Per quanto attiene all’impatto della Direttiva sul nostro diritto interno, la questione qualificatoria – almeno per alcune categorie di lavoratori, tra cui i riders – potrebbe già ritenersi risolta dall’art. 2 del D. Lgs. n. 81/2015, che, laddove dispone l’applicazione della disciplina del rapporto di lavoro subordinato alle collaborazioni c.d. etero-organizzate, estende – a seguito della modifica introdotta dalla L. n. 128/2019 – la medesima disciplina anche alle prestazioni organizzate mediante piattaforme digitali. Infatti, se pure la disposizione non contenga espressamente una presunzione di subordinazione del c.d. “lavoratore piattaformista”, di fatto la medesima consegue l’obiettivo della Direttiva, garantendo l’applicazione delle tutele proprie della subordinazione, con la sola eccezione che la contrattazione collettiva abbia previsto una disciplina ad hoc (art. 2, co. 2, D. Lgs. n. 81/2015). Questa norma, dunque – che la Cassazione, nella decisione n. 1663/2020, ha definito norma di disciplina – impone che, al verificarsi delle condizioni ivi previste, si applichi la disciplina del rapporto di lavoro subordinato, senza creare una nuova fattispecie intermedia tra la subordinazione e l’autonomia.
Sempre il legislatore del 2019 ha poi introdotto nel D. Lgs. n. 81/2015 gli artt. 47 bis e ss., con lo scopo di apprestare tutele minime per i lavoratori autonomi (a cui non si applica, l’art. 2, co. 1, del D. Lgs. n. 81) che svolgono attività mediante piattaforme digitali, nel caso in cui si accerti che l’attività viene eseguita da costoro secondo certe modalità (in ambito urbano, con l’uso di cicli o motocicli e quando le condizioni di erogazione del servizio sono stabilite dalla piattaforma). Le tutele sono, innanzitutto, costituite dalla previsione di emolumenti coerenti con quelli previsti dalla contrattazione collettiva relativa a settori affini di operatività, con la finalità di evitare che il compenso venga stabilito in base al numero delle consegne e sia, invece, previsto un compenso minimo orario.
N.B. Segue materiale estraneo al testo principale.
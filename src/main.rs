use std::path::PathBuf;

use anyhow::{Context, Result};
use clap::{Parser, Subcommand};
use tokio::io::BufReader;

use flowwatch::config::{FlowwatchConfig, ProviderKind};
use flowwatch::pipeline::{feed, PipelineError, StatsSnapshot};
use flowwatch::storage::{export, AnomalyStore};

#[derive(Parser)]
#[command(
    name = "flowwatch",
    about = "Network anomaly scoring and alerting with explained findings",
    version,
    long_about = None
)]
struct Cli {
    /// Config file (default: $FLOWWATCH_CONFIG, then ./flowwatch.toml)
    #[arg(long, global = true)]
    config: Option<PathBuf>,

    /// Emit logs as JSON lines
    #[arg(long, global = true)]
    log_json: bool,

    #[command(subcommand)]
    command: Commands,
}

#[derive(Subcommand)]
enum Commands {
    /// Start the daemon (pipeline workers + HTTP API)
    Serve {
        /// Bind address (overrides api.bind)
        #[arg(long)]
        bind: Option<String>,
    },

    /// Run a feed through the pipeline and print a summary
    Detect {
        /// JSONL observation file, or "-" for stdin
        #[arg(long, conflicts_with = "simulate")]
        feed: Option<String>,

        /// Generate simulated traffic instead of reading a feed
        #[arg(long)]
        simulate: bool,

        /// Simulated narrow-band observations
        #[arg(long, default_value = "100")]
        normal: usize,

        /// Simulated wide-band observations
        #[arg(long, default_value = "10")]
        attack: usize,

        /// Seed for simulated traffic
        #[arg(long, default_value = "7")]
        seed: u64,

        /// Use the local reasoning service (no network)
        #[arg(long)]
        offline: bool,
    },

    /// Show the most recent anomalies
    History {
        /// Number of records
        #[arg(long, default_value = "10")]
        limit: usize,

        /// JSON output for machine parsing
        #[arg(long)]
        json: bool,
    },

    /// Export the full anomaly history as CSV
    Export {
        /// Output file path (stdout when omitted)
        #[arg(long)]
        output: Option<PathBuf>,
    },
}

fn init_tracing(json: bool) {
    let filter = tracing_subscriber::EnvFilter::try_from_default_env()
        .unwrap_or_else(|_| tracing_subscriber::EnvFilter::new("info"));
    let builder = tracing_subscriber::fmt()
        .with_env_filter(filter)
        .with_writer(std::io::stderr);
    if json {
        builder.json().init();
    } else {
        builder.init();
    }
}

#[tokio::main]
async fn main() -> Result<()> {
    let cli = Cli::parse();
    init_tracing(cli.log_json);

    let mut config = FlowwatchConfig::resolve(cli.config.as_deref())?;

    match cli.command {
        Commands::Serve { bind } => {
            if let Some(bind) = bind {
                config.api.bind = bind;
            }
            tracing::info!(bind = %config.api.bind, "Starting flowwatch daemon");
            let report = flowwatch::serve(config).await?;
            print_summary(&report);
        }
        Commands::Detect {
            feed: feed_path,
            simulate,
            normal,
            attack,
            seed,
            offline,
        } => {
            if offline {
                config.explain.provider = ProviderKind::Local;
            }
            let pipeline = flowwatch::build_pipeline(&config)?;
            let handle = pipeline.start();
            let sender = handle.sender();

            match feed_path.as_deref() {
                Some("-") => {
                    let summary = feed::replay(BufReader::new(tokio::io::stdin()), sender).await?;
                    tracing::info!(sent = summary.sent, malformed = summary.malformed, "stdin feed done");
                }
                Some(path) => {
                    let file = tokio::fs::File::open(path)
                        .await
                        .with_context(|| format!("failed to open feed {path}"))?;
                    feed::replay(BufReader::new(file), sender).await?;
                }
                None => {
                    if !simulate {
                        tracing::info!("no --feed given, using simulated traffic");
                    }
                    let traffic = feed::simulated_traffic(normal, attack, seed);
                    feed::send_all(traffic, sender).await?;
                }
            }

            match handle.finish().await {
                Ok(report) => print_summary(&report),
                Err(PipelineError::Persist { lost, report }) => {
                    print_summary(&report);
                    anyhow::bail!("{lost} anomalies could not be persisted");
                }
                Err(e) => return Err(e.into()),
            }
        }
        Commands::History { limit, json } => {
            let store = AnomalyStore::open(&config.storage.db_path)?;
            let records = store.recent_history(limit)?;
            if json {
                println!("{}", serde_json::to_string_pretty(&records)?);
            } else if records.is_empty() {
                println!("No anomalies recorded.");
            } else {
                println!(
                    "{:<6} | {:<20} | {:<39} | {:>10} | {:>10} | Explanation",
                    "ID", "Timestamp", "Source", "Size", "Time"
                );
                println!("{:-<6}-|-{:-<20}-|-{:-<39}-|-{:-<10}-|-{:-<10}-|-{:-<30}", "", "", "", "", "", "");
                for r in &records {
                    println!(
                        "{:<6} | {:<20} | {:<39} | {:>10.1} | {:>10.1} | {}",
                        r.id,
                        r.timestamp.format("%Y-%m-%d %H:%M:%S"),
                        if r.source_address.is_empty() { "-" } else { &r.source_address },
                        r.packet_size,
                        r.response_time,
                        r.explanation.lines().next().unwrap_or(""),
                    );
                }
            }
        }
        Commands::Export { output } => {
            let store = AnomalyStore::open(&config.storage.db_path)?;
            let records = store.all()?;
            match output {
                Some(path) => {
                    let mut file = std::io::BufWriter::new(
                        std::fs::File::create(&path)
                            .with_context(|| format!("failed to create {}", path.display()))?,
                    );
                    let rows = export::write_csv(&mut file, &records)?;
                    std::io::Write::flush(&mut file)?;
                    tracing::info!(rows, path = %path.display(), "history exported");
                }
                None => {
                    let stdout = std::io::stdout();
                    let mut lock = stdout.lock();
                    export::write_csv(&mut lock, &records)?;
                }
            }
        }
    }

    Ok(())
}

fn print_summary(report: &StatsSnapshot) {
    println!("\n=== flowwatch run summary ===");
    println!("Received:              {}", report.received);
    println!(
        "Dropped:               {} (address {}, feature {}, model {})",
        report.dropped(),
        report.dropped_invalid_address,
        report.dropped_invalid_feature,
        report.dropped_model_error
    );
    println!("Normal:                {}", report.normal);
    println!("Anomalies:             {}", report.anomalies);
    println!("Persisted:             {}", report.persisted);
    println!("Degraded explanations: {}", report.degraded_explanations);
    println!("Store failures:        {}", report.store_failures);
    println!("=============================\n");
}
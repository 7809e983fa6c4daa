use std::sync::Arc;

use tokio::sync::mpsc;

use crate::features::Observation;
use crate::pipeline::Pipeline;

#[derive(Clone)]
pub struct AppState {
    pub pipeline: Arc<Pipeline>,
    /// Queue into the running pipeline. `None` serves history only.
    pub ingest: Option<mpsc::Sender<Observation>>,
}

impl AppState {
    pub fn new(pipeline: Arc<Pipeline>, ingest: Option<mpsc::Sender<Observation>>) -> Self {
        Self { pipeline, ingest }
    }
}
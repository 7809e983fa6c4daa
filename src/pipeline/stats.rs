//! Pipeline counters.

use std::sync::atomic::{AtomicU64, Ordering};

use chrono::{DateTime, Utc};
use serde::Serialize;

use crate::detect::DetectError;
use crate::features::FeatureError;

/// Lock-free counters updated by workers and explanation tasks.
#[derive(Debug)]
pub struct PipelineStats {
    started_at: DateTime<Utc>,
    received: AtomicU64,
    dropped_address: AtomicU64,
    dropped_feature: AtomicU64,
    dropped_model: AtomicU64,
    normal: AtomicU64,
    anomalies: AtomicU64,
    persisted: AtomicU64,
    degraded: AtomicU64,
    store_failures: AtomicU64,
}

impl Default for PipelineStats {
    fn default() -> Self {
        Self {
            started_at: Utc::now(),
            received: AtomicU64::new(0),
            dropped_address: AtomicU64::new(0),
            dropped_feature: AtomicU64::new(0),
            dropped_model: AtomicU64::new(0),
            normal: AtomicU64::new(0),
            anomalies: AtomicU64::new(0),
            persisted: AtomicU64::new(0),
            degraded: AtomicU64::new(0),
            store_failures: AtomicU64::new(0),
        }
    }
}

fn bump(counter: &AtomicU64) {
    counter.fetch_add(1, Ordering::Relaxed);
}

impl PipelineStats {
    pub fn new() -> Self {
        Self::default()
    }

    pub(crate) fn record_received(&self) {
        bump(&self.received);
    }

    pub(crate) fn record_feature_drop(&self, err: &FeatureError) {
        match err {
            FeatureError::InvalidAddress(_) => bump(&self.dropped_address),
            FeatureError::InvalidFeature { .. } => bump(&self.dropped_feature),
        }
    }

    pub(crate) fn record_model_drop(&self, _err: &DetectError) {
        bump(&self.dropped_model);
    }

    pub(crate) fn record_normal(&self) {
        bump(&self.normal);
    }

    pub(crate) fn record_anomaly(&self) {
        bump(&self.anomalies);
    }

    pub(crate) fn record_persisted(&self) {
        bump(&self.persisted);
    }

    pub(crate) fn record_degraded(&self) {
        bump(&self.degraded);
    }

    pub(crate) fn record_store_failure(&self) {
        bump(&self.store_failures);
    }

    pub fn snapshot(&self) -> StatsSnapshot {
        let load = |c: &AtomicU64| c.load(Ordering::Relaxed);
        StatsSnapshot {
            started_at: self.started_at,
            received: load(&self.received),
            dropped_invalid_address: load(&self.dropped_address),
            dropped_invalid_feature: load(&self.dropped_feature),
            dropped_model_error: load(&self.dropped_model),
            normal: load(&self.normal),
            anomalies: load(&self.anomalies),
            persisted: load(&self.persisted),
            degraded_explanations: load(&self.degraded),
            store_failures: load(&self.store_failures),
        }
    }
}

/// Point-in-time copy of [`PipelineStats`].
#[derive(Debug, Clone, PartialEq, Eq, Serialize)]
pub struct StatsSnapshot {
    pub started_at: DateTime<Utc>,
    pub received: u64,
    pub dropped_invalid_address: u64,
    pub dropped_invalid_feature: u64,
    pub dropped_model_error: u64,
    pub normal: u64,
    pub anomalies: u64,
    pub persisted: u64,
    pub degraded_explanations: u64,
    pub store_failures: u64,
}

impl StatsSnapshot {
    pub fn dropped(&self) -> u64 {
        self.dropped_invalid_address + self.dropped_invalid_feature + self.dropped_model_error
    }

    /// Anomalies detected but neither persisted nor reported lost yet.
    pub fn in_flight(&self) -> u64 {
        self.anomalies
            .saturating_sub(self.persisted)
            .saturating_sub(self.store_failures)
    }
}
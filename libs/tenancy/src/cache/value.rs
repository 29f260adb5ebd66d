//! Encoding of values written through the cache helper.

use serde::Serialize;

/// A value that can be written to the cache store.
///
/// Strings and byte slices are stored as-is, numbers and booleans in their
/// textual form, and anything wrapped in [`Json`] as serialized JSON.
pub trait CacheValue {
    /// Encode the value into the bytes sent to the store.
    ///
    /// # Errors
    /// Returns the serializer error for values that cannot be represented as JSON.
    fn encode(&self) -> serde_json::Result<Vec<u8>>;
}

impl<T: CacheValue + ?Sized> CacheValue for &T {
    fn encode(&self) -> serde_json::Result<Vec<u8>> {
        (**self).encode()
    }
}

impl CacheValue for str {
    fn encode(&self) -> serde_json::Result<Vec<u8>> {
        Ok(self.as_bytes().to_vec())
    }
}

impl CacheValue for String {
    fn encode(&self) -> serde_json::Result<Vec<u8>> {
        self.as_str().encode()
    }
}

impl CacheValue for [u8] {
    fn encode(&self) -> serde_json::Result<Vec<u8>> {
        Ok(self.to_vec())
    }
}

impl CacheValue for Vec<u8> {
    fn encode(&self) -> serde_json::Result<Vec<u8>> {
        Ok(self.clone())
    }
}

macro_rules! impl_cache_value_as_json {
    ($($ty:ty),* $(,)?) => {
        $(
            impl CacheValue for $ty {
                fn encode(&self) -> serde_json::Result<Vec<u8>> {
                    serde_json::to_vec(self)
                }
            }
        )*
    };
}

impl_cache_value_as_json!(bool, i32, i64, u32, u64, f64);

/// Wrapper that stores any serializable value as JSON.
///
/// ```rust,ignore
/// helper.set(&ctx, "user:1", &Json(&user), Duration::from_secs(60)).await?;
/// let user: Option<User> = helper.get_object(&ctx, "user:1").await?;
/// ```
#[derive(Clone, Copy, Debug, PartialEq, Eq)]
pub struct Json<T>(pub T);

impl<T: Serialize> CacheValue for Json<T> {
    fn encode(&self) -> serde_json::Result<Vec<u8>> {
        serde_json::to_vec(&self.0)
    }
}
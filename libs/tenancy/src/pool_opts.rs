//! Pool options application trait.

use std::time::Duration;

use sea_orm::ConnectOptions;

use crate::config::{LogLevel, PoolCfg};

/// Applies pool configuration to a connection options builder.
pub(crate) trait ApplyPoolOpts {
    fn apply_pool(&mut self, pool: &PoolCfg) -> &mut Self;

    fn apply_logging(&mut self, level: LogLevel, slow_threshold: Duration) -> &mut Self;
}

impl ApplyPoolOpts for ConnectOptions {
    fn apply_pool(&mut self, pool: &PoolCfg) -> &mut Self {
        if let Some(n) = pool.max_conns {
            self.max_connections(n);
        }
        if let Some(n) = pool.min_conns {
            self.min_connections(n);
        }
        if let Some(t) = pool.acquire_timeout {
            self.acquire_timeout(t);
        }
        if let Some(t) = pool.idle_timeout {
            self.idle_timeout(t);
        }
        if let Some(t) = pool.max_lifetime {
            self.max_lifetime(t);
        }
        self
    }

    fn apply_logging(&mut self, level: LogLevel, slow_threshold: Duration) -> &mut Self {
        self.sqlx_logging(!level.is_silent())
            .sqlx_logging_level(level.statement_filter())
            .sqlx_slow_statements_logging_settings(level.slow_statement_filter(), slow_threshold)
    }
}
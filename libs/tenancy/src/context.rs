//! Tenant identity and the request-scoped context that carries it.

use std::borrow::Borrow;
use std::fmt;

/// Opaque tenant identifier.
///
/// The empty identifier denotes "no tenant", i.e. the default/shared resource.
#[derive(
    Clone, Debug, Default, PartialEq, Eq, Hash, PartialOrd, Ord, serde::Serialize, serde::Deserialize,
)]
#[serde(transparent)]
pub struct TenantId(String);

impl TenantId {
    #[must_use]
    pub fn new(id: impl Into<String>) -> Self {
        Self(id.into())
    }

    #[inline]
    #[must_use]
    pub fn as_str(&self) -> &str {
        &self.0
    }

    /// `true` for the empty identifier, which addresses the default resource.
    #[inline]
    #[must_use]
    pub fn is_default(&self) -> bool {
        self.0.is_empty()
    }
}

impl fmt::Display for TenantId {
    fn fmt(&self, f: &mut fmt::Formatter<'_>) -> fmt::Result {
        f.write_str(&self.0)
    }
}

impl From<&str> for TenantId {
    fn from(value: &str) -> Self {
        Self(value.to_owned())
    }
}

impl From<String> for TenantId {
    fn from(value: String) -> Self {
        Self(value)
    }
}

impl Borrow<str> for TenantId {
    fn borrow(&self) -> &str {
        &self.0
    }
}

impl AsRef<str> for TenantId {
    fn as_ref(&self) -> &str {
        &self.0
    }
}

/// Immutable request-scoped context carrying the caller's tenant.
///
/// Upstream request handling builds one per request and threads it through
/// call signatures; nothing in this crate keeps tenant identity in global or
/// thread-local state.
#[derive(Clone, Debug, Default)]
pub struct TenantCtx {
    tenant_id: Option<TenantId>,
}

impl TenantCtx {
    /// A context without tenant information. Managers treat it as "unscoped".
    #[must_use]
    pub fn anonymous() -> Self {
        Self::default()
    }

    #[must_use]
    pub fn for_tenant(tenant_id: impl Into<TenantId>) -> Self {
        Self {
            tenant_id: Some(tenant_id.into()),
        }
    }

    /// Derive a new context for another tenant, leaving `self` untouched.
    #[must_use]
    pub fn with_tenant(&self, tenant_id: impl Into<TenantId>) -> Self {
        Self::for_tenant(tenant_id)
    }

    /// The tenant carried by this context.
    ///
    /// Returns `None` both when no tenant was set and when the tenant is empty.
    #[must_use]
    pub fn tenant_id(&self) -> Option<&TenantId> {
        self.tenant_id.as_ref().filter(|t| !t.is_default())
    }

    /// The tenant as a string slice, empty when absent.
    #[must_use]
    pub fn tenant_str(&self) -> &str {
        self.tenant_id().map_or("", TenantId::as_str)
    }
}
#![cfg_attr(coverage_nightly, feature(coverage_attribute))]
//! Multi-tenant resource connection managers.
//!
//! This crate lazily creates, caches and isolates per-tenant handles to a
//! relational database and to a Redis-compatible cache store, so that
//! application code can work against "the current tenant's" store without
//! knowing the connection topology.
//!
//! # Managers
//! - [`RowIsolationManager`]: one database (and one pool) per tenant, opened on
//!   first access, optionally provisioning the database when it is missing.
//! - [`FieldIsolationManager`]: one shared pool; tenant isolation is an
//!   equality filter on a configurable column, applied per call through a
//!   [`TenantSession`].
//! - [`CacheManager`]: one cache client per pre-declared tenant plus a shared
//!   default client, with tenant key prefixing.
//! - [`CacheHelper`]: typed cache operations and a distributed lock that
//!   resolve the client and key prefix from a [`TenantCtx`].
//!
//! # Features
//! - `pg`, `mysql`, `sqlite`: enable `SeaORM`/`SQLx` backends (`sqlite` is on by default)
//! - `integration`: container-backed tests for Redis and `MySQL`
//!
//! # Example
//! ```rust,no_run
//! use tenancy::{RowIsolationConfig, RowIsolationManager};
//!
//! # async fn run() -> tenancy::Result<()> {
//! let config = RowIsolationConfig {
//!     dsn_template: Some("mysql://app:secret@db:3306/tenant_{tenant}".to_owned()),
//!     auto_provision: true,
//!     ..Default::default()
//! };
//! let manager = RowIsolationManager::new(config);
//!
//! let acme = manager.get_handle("acme").await?;
//! let same = manager.get_handle("acme").await?;
//! assert!(std::sync::Arc::ptr_eq(&acme, &same));
//!
//! manager.close_all().await?;
//! # Ok(())
//! # }
//! ```

use std::time::Duration;

use thiserror::Error;

pub mod cache;
pub mod config;
pub mod connector;
pub mod context;
pub mod dsn;
pub mod field;
pub mod handle;
pub mod row;

// Internal modules
mod pool_opts;

pub use cache::{CacheClient, CacheHelper, CacheManager, CacheValue, Json, ScoredMember};
pub use config::{
    CacheConfig, CacheConnOptions, FieldIsolationConfig, LogLevel, PoolCfg, RowIsolationConfig,
    TenancyConfig,
};
pub use connector::{ConnectSettings, DbConnector, ProvisionSettings, SeaConnector};
pub use context::{TenantCtx, TenantId};
pub use field::{FieldInterceptor, FieldIsolationManager, TenantIsolated, TenantSession};
pub use handle::DbHandle;
pub use row::{RowIsolationManager, SchemaHook};

/// Library-local result type.
pub type Result<T> = std::result::Result<T, TenantError>;

/// Failure reported by an underlying store driver.
#[derive(Debug, Error)]
pub enum StoreError {
    #[error(transparent)]
    Db(#[from] sea_orm::DbErr),

    #[error(transparent)]
    Cache(#[from] redis::RedisError),

    #[error("timed out after {}ms", .0.as_millis())]
    Timeout(Duration),

    #[error("invalid DSN: {0}")]
    InvalidDsn(String),
}

/// Typed error returned by every manager operation.
///
/// Variants that concern a tenant carry its identifier and the operation name,
/// so a failure can be diagnosed without inspecting manager state.
#[derive(Debug, Error)]
pub enum TenantError {
    #[error("{op}: {what} cannot be empty")]
    EmptyIdentifier {
        op: &'static str,
        what: &'static str,
    },

    #[error("{op}: no DSN configured for tenant '{tenant}'")]
    NoDsnConfigured { op: &'static str, tenant: TenantId },

    #[error("{op}: failed to connect for tenant '{tenant}': {source}")]
    ConnectionFailed {
        op: &'static str,
        tenant: TenantId,
        #[source]
        source: StoreError,
    },

    #[error("{op}: failed to provision database '{database}' for tenant '{tenant}': {source}")]
    ProvisionFailed {
        op: &'static str,
        tenant: TenantId,
        database: String,
        #[source]
        source: StoreError,
    },

    #[error("{op}: schema hook failed for tenant '{tenant}': {source}")]
    SchemaHookFailed {
        op: &'static str,
        tenant: TenantId,
        #[source]
        source: anyhow::Error,
    },

    #[error("{op}: database not connected, call connect() first")]
    NotConnected { op: &'static str },

    #[error("{op}: failed to set up tracing for tenant '{tenant}': {reason}")]
    TracingSetupFailed {
        op: &'static str,
        tenant: TenantId,
        reason: String,
    },

    #[error("{op}: failed to close connection for tenant '{tenant}': {source}")]
    CloseFailed {
        op: &'static str,
        tenant: TenantId,
        #[source]
        source: StoreError,
    },

    #[error("{op}: cache client for tenant '{tenant}' is closed")]
    ClientClosed { op: &'static str, tenant: TenantId },

    #[error("{op} '{key}': {source}")]
    Cache {
        op: &'static str,
        key: String,
        #[source]
        source: redis::RedisError,
    },

    #[error("failed to (de)serialize value for key '{key}': {source}")]
    Serialization {
        key: String,
        #[source]
        source: serde_json::Error,
    },

    #[error("invalid configuration: {0}")]
    InvalidConfig(String),

    #[error(transparent)]
    Config(Box<figment::Error>),
}

impl From<figment::Error> for TenantError {
    fn from(err: figment::Error) -> Self {
        Self::Config(Box::new(err))
    }
}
In omaggio al principio di informazione e trasparenza è, ancora, stabilito che il contratto con la piattaforma debba essere provato per iscritto e che i lavoratori debbano ricevere tutte le informazioni relative al rapporto di lavoro.
L’obbligo di fornire informazioni sui sistemi decisionali o di monitoraggio integralmente automatizzati, deputati a fornire indicazioni a fini dell’assunzione o del conferimento dell’incarico, della gestione e della cessazione del rapporto di lavoro, dell’assegnazione di compiti o mansioni, nonché indicazioni sulla sorveglianza, la valutazione, le prestazioni e l’adempimento delle obbligazioni contrattuali dei lavoratori è contemplato dall’art. 1 bis del D. Lgs. n. 152/1997, come modificato dal D. L. n. 48/2023, conv. nella Legge n. 85/2023.
Infine, vale anche nei confronti dei predetti prestatori di lavoro la normativa antidiscriminatoria, così come le norme a tutela della salute e sicurezza dei lavoratori – ivi compreso l’obbligo di coperture assicurative – nonché il principio per cui è vietata l’esclusione o la riduzione delle occasioni di lavoro, a causa della mancata accettazione della prestazione. In merito ai dati personali, ne è previsto il trattamento in conformità alle normative in materia, sia nazionali che europee.
Si può, dunque, concludere che nel nostro sistema giuridico esistono già – almeno con riferimento ad alcune categorie di persone che svolgono attività attraverso le piattaforme digitali – una serie di tutele conformi alla Direttiva europea.